Return the entries in their entirety, precisely as given.
═══ DATA FOR THIS TASK ═══
// ==========================================
// 商品目录数据导入引擎 - 导入任务与运行状态
// ==========================================
// 职责: 任务配置记录 / 运行状态记录 / 坏行记录
// 红线: leftRows 与 succeededRows 一律派生, 不落库不独立存储
// ==========================================

use crate::domain::fault::Fault;
use crate::domain::types::{EntityKind, ImportOperation, JobState};
use chrono::{DateTime, Utc};
use serde::{Deserialize, Serialize};
use uuid::Uuid;

// ==========================================
// ColumnMapping - 列映射
// ==========================================
// 字段名到 0 基列号的映射, 同一字段只允许映射一列
#[derive(Debug, Clone, PartialEq, Eq, Serialize, Deserialize)]
pub struct ColumnMapping {
    pub field_name: String,
    pub column_index: usize,
}

impl ColumnMapping {
    pub fn new(field_name: &str, column_index: usize) -> Self {
        Self {
            field_name: field_name.to_string(),
            column_index,
        }
    }
}

// ==========================================
// ImportJob - 任务配置记录 (持久化)
// ==========================================
#[derive(Debug, Clone, PartialEq, Serialize, Deserialize)]
pub struct ImportJob {
    pub guid: String,
    pub name: String,
    pub source_file: String,
    pub entity_kind: EntityKind,
    pub operation: ImportOperation,
    /// 0 表示零容忍: 第一条 error 级坏行即超限
    pub max_allowed_faults: u32,
    pub column_delimiter: char,
    pub text_qualifier: char,
    pub mappings: Vec<ColumnMapping>,
    pub catalog_guid: Option<String>,
    pub store_guid: Option<String>,
    pub warehouse_guid: Option<String>,
    pub dependent_guid: Option<String>,
    pub created_at: DateTime<Utc>,
    pub updated_at: DateTime<Utc>,
}

impl ImportJob {
    pub fn new(name: &str, source_file: &str, kind: EntityKind, operation: ImportOperation) -> Self {
        let now = Utc::now();
        Self {
            guid: Uuid::new_v4().to_string(),
            name: name.to_string(),
            source_file: source_file.to_string(),
            entity_kind: kind,
            operation,
            max_allowed_faults: 0,
            column_delimiter: ',',
            text_qualifier: '"',
            mappings: Vec::new(),
            catalog_guid: None,
            store_guid: None,
            warehouse_guid: None,
            dependent_guid: None,
            created_at: now,
            updated_at: now,
        }
    }

    /// 追加一条列映射
    pub fn map_column(mut self, field_name: &str, column_index: usize) -> Self {
        self.mappings.push(ColumnMapping::new(field_name, column_index));
        self
    }

    /// 查找字段对应的列号
    pub fn column_of(&self, field_name: &str) -> Option<usize> {
        self.mappings
            .iter()
            .find(|m| m.field_name == field_name)
            .map(|m| m.column_index)
    }

    /// 实体类型对应的作用域标识 (目录/门店/仓库), 未配置时为空串
    pub fn scope_guid(&self) -> &str {
        let scope = match self.entity_kind {
            EntityKind::Category
            | EntityKind::Product
            | EntityKind::ProductSku
            | EntityKind::ProductAssociation => &self.catalog_guid,
            EntityKind::Customer => &self.store_guid,
            EntityKind::Inventory => &self.warehouse_guid,
        };
        scope.as_deref().unwrap_or("")
    }
}

// ==========================================
// BadRow - 坏行记录
// ==========================================
// 原始行文本仅用于诊断展示, 不参与任何计算
#[derive(Debug, Clone, PartialEq, Serialize, Deserialize)]
pub struct BadRow {
    pub row_number: u64,
    pub raw_row: String,
    pub faults: Vec<Fault>,
}

impl BadRow {
    pub fn new(row_number: u64, raw_row: &str, faults: Vec<Fault>) -> Self {
        Self {
            row_number,
            raw_row: raw_row.to_string(),
            faults,
        }
    }

    /// 含 error 级故障的行计入失败行
    pub fn has_error(&self) -> bool {
        self.faults.iter().any(Fault::is_error)
    }
}

// ==========================================
// ImportJobStatus - 运行状态记录 (持久化)
// ==========================================
// 终态后只读, 留存审计
#[derive(Debug, Clone, PartialEq, Serialize, Deserialize)]
pub struct ImportJobStatus {
    pub process_id: String,
    pub job_guid: String,
    pub state: JobState,
    pub started_by: String,
    pub total_rows: u64,
    pub current_row: u64,
    pub failed_rows: u64,
    pub cancel_requested: bool,
    pub start_time: Option<DateTime<Utc>>,
    pub end_time: Option<DateTime<Utc>>,
    pub last_modified: DateTime<Utc>,
    pub bad_rows: Vec<BadRow>,
}

impl ImportJobStatus {
    pub fn new(job_guid: &str, started_by: &str) -> Self {
        Self {
            process_id: Uuid::new_v4().to_string(),
            job_guid: job_guid.to_string(),
            state: JobState::QueuedForValidation,
            started_by: started_by.to_string(),
            total_rows: 0,
            current_row: 0,
            failed_rows: 0,
            cancel_requested: false,
            start_time: None,
            end_time: None,
            last_modified: Utc::now(),
            bad_rows: Vec::new(),
        }
    }

    /// 剩余行数 (派生值)
    pub fn left_rows(&self) -> u64 {
        self.total_rows.saturating_sub(self.current_row)
    }

    /// 成功行数 (派生值, 约定 failed_rows <= current_row)
    pub fn succeeded_rows(&self) -> u64 {
        self.current_row.saturating_sub(self.failed_rows)
    }

    pub fn is_terminal(&self) -> bool {
        self.state.is_terminal()
    }
}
═══
> EXERCISE RESPONSE
// ==========================================
// 商品目录数据导入引擎 - 导入任务与运行状态
// ==========================================
// 职责: 任务配置记录 / 运行状态记录 / 坏行记录
// 红线: leftRows 与 succeededRows 一律派生, 不落库不独立存储
// ==========================================

use crate::domain::fault::Fault;
use crate::domain::types::{EntityKind, ImportOperation, JobState};
use chrono::{DateTime, Utc};
use serde::{Deserialize, Serialize};
use uuid::Uuid;

// ==========================================
// ColumnMapping - 列映射
// ==========================================
// 字段名到 0 基列号的映射, 同一字段只允许映射一列
#[derive(Debug, Clone, PartialEq, Eq, Serialize, Deserialize)]
pub struct ColumnMapping {
    pub field_name: String,
    pub column_index: usize,
}

impl ColumnMapping {
    pub fn new(field_name: &str, column_index: usize) -> Self {
        Self {
            field_name: field_name.to_string(),
            column_index,
        }
    }
}

// ==========================================
// ImportJob - 任务配置记录 (持久化)
// ==========================================
#[derive(Debug, Clone, PartialEq, Serialize, Deserialize)]
pub struct ImportJob {
    pub guid: String,
    pub name: String,
    pub source_file: String,
    pub entity_kind: EntityKind,
    pub operation: ImportOperation,
    /// 0 表示零容忍: 第一条 error 级坏行即超限
    pub max_allowed_faults: u32,
    pub column_delimiter: char,
    pub text_qualifier: char,
    pub mappings: Vec<ColumnMapping>,
    pub catalog_guid: Option<String>,
    pub store_guid: Option<String>,
    pub warehouse_guid: Option<String>,
    pub dependent_guid: Option<String>,
    pub created_at: DateTime<Utc>,
    pub updated_at: DateTime<Utc>,
}

impl ImportJob {
    pub fn new(name: &str, source_file: &str, kind: EntityKind, operation: ImportOperation) -> Self {
        let now = Utc::now();
        Self {
            guid: Uuid::new_v4().to_string(),
            name: name.to_string(),
            source_file: source_file.to_string(),
            entity_kind: kind,
            operation,
            max_allowed_faults: 0,
            column_delimiter: ',',
            text_qualifier: '"',
            mappings: Vec::new(),
            catalog_guid: None,
            store_guid: None,
            warehouse_guid: None,
            dependent_guid: None,
            created_at: now,
            updated_at: now,
        }
    }

    /// 追加一条列映射
    pub fn map_column(mut self, field_name: &str, column_index: usize) -> Self {
        self.mappings.push(ColumnMapping::new(field_name, column_index));
        self
    }

    /// 查找字段对应的列号
    pub fn column_of(&self, field_name: &str) -> Option<usize> {
        self.mappings
            .iter()
            .find(|m| m.field_name == field_name)
            .map(|m| m.column_index)
    }

    /// 实体类型对应的作用域标识 (目录/门店/仓库), 未配置时为空串
    pub fn scope_guid(&self) -> &str {
        let scope = match self.entity_kind {
            EntityKind::Category
            | EntityKind::Product
            | EntityKind::ProductSku
            | EntityKind::ProductAssociation => &self.catalog_guid,
            EntityKind::Customer => &self.store_guid,
            EntityKind::Inventory => &self.warehouse_guid,
        };
        scope.as_deref().unwrap_or("")
    }
}

// ==========================================
// BadRow - 坏行记录
// ==========================================
// 原始行文本仅用于诊断展示, 不参与任何计算
#[derive(Debug, Clone, PartialEq, Serialize, Deserialize)]
pub struct BadRow {
    pub row_number: u64,
    pub raw_row: String,
    pub faults: Vec<Fault>,
}

impl BadRow {
    pub fn new(row_number: u64, raw_row: &str, faults: Vec<Fault>) -> Self {
        Self {
            row_number,
            raw_row: raw_row.to_string(),
            faults,
        }
    }

    /// 含 error 级故障的行计入失败行
    pub fn has_error(&self) -> bool {
        self.faults.iter().any(Fault::is_error)
    }
}

// ==========================================
// ImportJobStatus - 运行状态记录 (持久化)
// ==========================================
// 终态后只读, 留存审计
#[derive(Debug, Clone, PartialEq, Serialize, Deserialize)]
pub struct ImportJobStatus {
    pub process_id: String,
    pub job_guid: String,
    pub state: JobState,
    pub started_by: String,
    pub total_rows: u64,
    pub current_row: u64,
    pub failed_rows: u64,
    pub cancel_requested: bool,
    pub start_time: Option<DateTime<Utc>>,
    pub end_time: Option<DateTime<Utc>>,
    pub last_modified: DateTime<Utc>,
    pub bad_rows: Vec<BadRow>,
}

impl ImportJobStatus {
    pub fn new(job_guid: &str, started_by: &str) -> Self {
        Self {
            process_id: Uuid::new_v4().to_string(),
            job_guid: job_guid.to_string(),
            state: JobState::QueuedForValidation,
            started_by: started_by.to_string(),
            total_rows: 0,
            current_row: 0,
            failed_rows: 0,
            cancel_requested: false,
            start_time: None,
            end_time: None,
            last_modified: Utc::now(),
            bad_rows: Vec::new(),
        }
    }

    /// 剩余行数 (派生值)
    pub fn left_rows(&self) -> u64 {
        self.total_rows.saturating_sub(self.current_row)
    }

    /// 成功行数 (派生值, 约定 failed_rows <= current_row)
    pub fn succeeded_rows(&self) -> u64 {
        self.current_row.saturating_sub(self.failed_rows)
    }

    pub fn is_terminal(&self) -> bool {
        self.state.is_terminal()
    }
}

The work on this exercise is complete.